• Directions:
Locate the word "QueryContext" in the data below, then copy every line that holds it.

• Supplied material:
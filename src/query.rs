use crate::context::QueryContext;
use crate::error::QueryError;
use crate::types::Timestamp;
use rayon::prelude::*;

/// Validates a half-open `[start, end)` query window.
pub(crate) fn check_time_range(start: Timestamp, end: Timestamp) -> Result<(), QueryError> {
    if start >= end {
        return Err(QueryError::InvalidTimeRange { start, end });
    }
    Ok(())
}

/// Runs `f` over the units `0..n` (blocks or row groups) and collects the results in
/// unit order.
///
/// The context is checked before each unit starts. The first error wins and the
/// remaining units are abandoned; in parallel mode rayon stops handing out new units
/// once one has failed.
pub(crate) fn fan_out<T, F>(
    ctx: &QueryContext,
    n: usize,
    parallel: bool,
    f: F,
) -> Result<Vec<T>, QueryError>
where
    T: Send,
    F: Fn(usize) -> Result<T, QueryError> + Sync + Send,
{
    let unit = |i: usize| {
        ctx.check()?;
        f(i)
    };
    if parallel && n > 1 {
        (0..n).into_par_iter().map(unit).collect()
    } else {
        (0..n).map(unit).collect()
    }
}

• Response area:
use crate::context::QueryContext;
    ctx: &QueryContext,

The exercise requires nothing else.